Start of Block

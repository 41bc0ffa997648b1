//! Note CRUD scoped to the authenticated owner.

use std::sync::Arc;

use jotter_core::db::{Database, LibSqlNoteRepository};
use jotter_core::models::NoteDraft;
use jotter_core::{Note, NoteId, UserId};

use crate::error::AppError;

const NOT_FOUND: &str = "Note not found";
const FORBIDDEN: &str = "Not authorized to modify this note";

#[derive(Clone)]
pub struct NotesService {
    db: Arc<Database>,
}

impl NotesService {
    pub fn new(db: Arc<Database>) -> Self {
        Self { db }
    }

    fn repo(&self) -> LibSqlNoteRepository<'_> {
        LibSqlNoteRepository::new(self.db.connection())
    }

    /// Caller's notes, most recently updated first
    pub async fn list(&self, user_id: UserId) -> Result<Vec<Note>, AppError> {
        Ok(self.repo().list_for_user(user_id).await?)
    }

    /// Another user's note is reported as missing.
    pub async fn get(&self, user_id: UserId, id: NoteId) -> Result<Note, AppError> {
        self.repo()
            .get_for_user(id, user_id)
            .await?
            .ok_or_else(|| AppError::not_found(NOT_FOUND))
    }

    pub async fn create(&self, user_id: UserId, draft: &NoteDraft) -> Result<Note, AppError> {
        draft.validate()?;
        let note = self.repo().create(user_id, draft).await?;
        tracing::debug!(note_id = %note.id, "Created note");
        Ok(note)
    }

    pub async fn update(
        &self,
        user_id: UserId,
        id: NoteId,
        draft: &NoteDraft,
    ) -> Result<Note, AppError> {
        draft.validate()?;
        self.check_owner(user_id, id).await?;
        self.repo()
            .update(id, user_id, draft)
            .await?
            // Deleted between the ownership check and the write
            .ok_or_else(|| AppError::not_found(NOT_FOUND))
    }

    pub async fn delete(&self, user_id: UserId, id: NoteId) -> Result<(), AppError> {
        self.check_owner(user_id, id).await?;
        if self.repo().delete(id, user_id).await? {
            tracing::debug!(note_id = %id, "Deleted note");
            Ok(())
        } else {
            Err(AppError::not_found(NOT_FOUND))
        }
    }

    /// 404 when the note is absent, 403 when someone else owns it
    async fn check_owner(&self, user_id: UserId, id: NoteId) -> Result<(), AppError> {
        match self.repo().owner_of(id).await? {
            None => Err(AppError::not_found(NOT_FOUND)),
            Some(owner) if owner != user_id => Err(AppError::forbidden(FORBIDDEN)),
            Some(_) => Ok(()),
        }
    }
}

#[cfg(test)]
mod tests {
    use jotter_core::db::LibSqlUserRepository;

    use super::*;

    async fn setup() -> (NotesService, UserId, UserId) {
        let db = Arc::new(Database::open_in_memory().await.unwrap());
        let users = LibSqlUserRepository::new(db.connection());
        let alice = users.create("a@x.com", "hash").await.unwrap().id;
        let bob = users.create("b@x.com", "hash").await.unwrap().id;
        (NotesService::new(db), alice, bob)
    }

    #[tokio::test(flavor = "multi_thread")]
    async fn create_get_update_round_trip() {
        let (notes, alice, _) = setup().await;
        let created = notes
            .create(alice, &NoteDraft::new("T", "<p>hi</p>"))
            .await
            .unwrap();
        assert_eq!(notes.get(alice, created.id).await.unwrap(), created);

        let updated = notes
            .update(alice, created.id, &NoteDraft::new("T2", "<p>bye</p>"))
            .await
            .unwrap();
        assert_eq!(updated.title, "T2");
        assert!(updated.updated_at > created.updated_at);
        assert_eq!(updated.created_at, created.created_at);
    }

    #[tokio::test(flavor = "multi_thread")]
    async fn foreign_notes_are_hidden_or_forbidden() {
        let (notes, alice, bob) = setup().await;
        let note = notes
            .create(alice, &NoteDraft::new("T", "<p>hi</p>"))
            .await
            .unwrap();

        assert!(notes.list(bob).await.unwrap().is_empty());
        assert!(matches!(
            notes.get(bob, note.id).await,
            Err(AppError::NotFound(_))
        ));
        assert!(matches!(
            notes
                .update(bob, note.id, &NoteDraft::new("X", "<p>x</p>"))
                .await,
            Err(AppError::Forbidden(_))
        ));
        assert!(matches!(
            notes.delete(bob, note.id).await,
            Err(AppError::Forbidden(_))
        ));
        assert_eq!(notes.get(alice, note.id).await.unwrap().title, "T");
    }

    #[tokio::test(flavor = "multi_thread")]
    async fn invalid_drafts_rejected() {
        let (notes, alice, _) = setup().await;
        let err = notes
            .create(alice, &NoteDraft::new("", "<p>hi</p>"))
            .await
            .unwrap_err();
        assert!(matches!(err, AppError::BadRequest(_)));

        let long_title = "x".repeat(256);
        let err = notes
            .create(alice, &NoteDraft::new(long_title, "<p>hi</p>"))
            .await
            .unwrap_err();
        assert!(matches!(err, AppError::BadRequest(_)));
    }

    #[tokio::test(flavor = "multi_thread")]
    async fn deleting_twice_is_not_found() {
        let (notes, alice, _) = setup().await;
        let note = notes
            .create(alice, &NoteDraft::new("T", "<p>hi</p>"))
            .await
            .unwrap();

        notes.delete(alice, note.id).await.unwrap();
        assert!(matches!(
            notes.delete(alice, note.id).await,
            Err(AppError::NotFound(_))
        ));
        assert!(matches!(
            notes.delete(alice, NoteId::new(999)).await,
            Err(AppError::NotFound(_))
        ));
    }
}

End of Block

__What you have to do__: Would you please transcribe the records above in full and exactly?

__Finished exercise__:
repository 41bc0ffa997648b1
//! Note CRUD scoped to the authenticated owner.

use std::sync::Arc;

use jotter_core::db::{Database, LibSqlNoteRepository};
use jotter_core::models::NoteDraft;
use jotter_core::{Note, NoteId, UserId};

use crate::error::AppError;

const NOT_FOUND: &str = "Note not found";
const FORBIDDEN: &str = "Not authorized to modify this note";

#[derive(Clone)]
pub struct NotesService {
    db: Arc<Database>,
}

impl NotesService {
    pub fn new(db: Arc<Database>) -> Self {
        Self { db }
    }

    fn repo(&self) -> LibSqlNoteRepository<'_> {
        LibSqlNoteRepository::new(self.db.connection())
    }

    /// Caller's notes, most recently updated first
    pub async fn list(&self, user_id: UserId) -> Result<Vec<Note>, AppError> {
        Ok(self.repo().list_for_user(user_id).await?)
    }

    /// Another user's note is reported as missing.
    pub async fn get(&self, user_id: UserId, id: NoteId) -> Result<Note, AppError> {
        self.repo()
            .get_for_user(id, user_id)
            .await?
            .ok_or_else(|| AppError::not_found(NOT_FOUND))
    }

    pub async fn create(&self, user_id: UserId, draft: &NoteDraft) -> Result<Note, AppError> {
        draft.validate()?;
        let note = self.repo().create(user_id, draft).await?;
        tracing::debug!(note_id = %note.id, "Created note");
        Ok(note)
    }

    pub async fn update(
        &self,
        user_id: UserId,
        id: NoteId,
        draft: &NoteDraft,
    ) -> Result<Note, AppError> {
        draft.validate()?;
        self.check_owner(user_id, id).await?;
        self.repo()
            .update(id, user_id, draft)
            .await?
            // Deleted between the ownership check and the write
            .ok_or_else(|| AppError::not_found(NOT_FOUND))
    }

    pub async fn delete(&self, user_id: UserId, id: NoteId) -> Result<(), AppError> {
        self.check_owner(user_id, id).await?;
        if self.repo().delete(id, user_id).await? {
            tracing::debug!(note_id = %id, "Deleted note");
            Ok(())
        } else {
            Err(AppError::not_found(NOT_FOUND))
        }
    }

    /// 404 when the note is absent, 403 when someone else owns it
    async fn check_owner(&self, user_id: UserId, id: NoteId) -> Result<(), AppError> {
        match self.repo().owner_of(id).await? {
            None => Err(AppError::not_found(NOT_FOUND)),
            Some(owner) if owner != user_id => Err(AppError::forbidden(FORBIDDEN)),
            Some(_) => Ok(()),
        }
    }
}

#[cfg(test)]
mod tests {
    use jotter_core::db::LibSqlUserRepository;

    use super::*;

    async fn setup() -> (NotesService, UserId, UserId) {
        let db = Arc::new(Database::open_in_memory().await.unwrap());
        let users = LibSqlUserRepository::new(db.connection());
        let alice = users.create("a@x.com", "hash").await.unwrap().id;
        let bob = users.create("b@x.com", "hash").await.unwrap().id;
        (NotesService::new(db), alice, bob)
    }

    #[tokio::test(flavor = "multi_thread")]
    async fn create_get_update_round_trip() {
        let (notes, alice, _) = setup().await;
        let created = notes
            .create(alice, &NoteDraft::new("T", "<p>hi</p>"))
            .await
            .unwrap();
        assert_eq!(notes.get(alice, created.id).await.unwrap(), created);

        let updated = notes
            .update(alice, created.id, &NoteDraft::new("T2", "<p>bye</p>"))
            .await
            .unwrap();
        assert_eq!(updated.title, "T2");
        assert!(updated.updated_at > created.updated_at);
        assert_eq!(updated.created_at, created.created_at);
    }

    #[tokio::test(flavor = "multi_thread")]
    async fn foreign_notes_are_hidden_or_forbidden() {
        let (notes, alice, bob) = setup().await;
        let note = notes
            .create(alice, &NoteDraft::new("T", "<p>hi</p>"))
            .await
            .unwrap();

        assert!(notes.list(bob).await.unwrap().is_empty());
        assert!(matches!(
            notes.get(bob, note.id).await,
            Err(AppError::NotFound(_))
        ));
        assert!(matches!(
            notes
                .update(bob, note.id, &NoteDraft::new("X", "<p>x</p>"))
                .await,
            Err(AppError::Forbidden(_))
        ));
        assert!(matches!(
            notes.delete(bob, note.id).await,
            Err(AppError::Forbidden(_))
        ));
        assert_eq!(notes.get(alice, note.id).await.unwrap().title, "T");
    }

    #[tokio::test(flavor = "multi_thread")]
    async fn invalid_drafts_rejected() {
        let (notes, alice, _) = setup().await;
        let err = notes
            .create(alice, &NoteDraft::new("", "<p>hi</p>"))
            .await
            .unwrap_err();
        assert!(matches!(err, AppError::BadRequest(_)));

        let long_title = "x".repeat(256);
        let err = notes
            .create(alice, &NoteDraft::new(long_title, "<p>hi</p>"))
            .await
            .unwrap_err();
        assert!(matches!(err, AppError::BadRequest(_)));
    }

    #[tokio::test(flavor = "multi_thread")]
    async fn deleting_twice_is_not_found() {
        let (notes, alice, _) = setup().await;
        let note = notes
            .create(alice, &NoteDraft::new("T", "<p>hi</p>"))
            .await
            .unwrap();

        notes.delete(alice, note.id).await.unwrap();
        assert!(matches!(
            notes.delete(alice, note.id).await,
            Err(AppError::NotFound(_))
        ));
        assert!(matches!(
            notes.delete(alice, NoteId::new(999)).await,
            Err(AppError::NotFound(_))
        ));
    }
}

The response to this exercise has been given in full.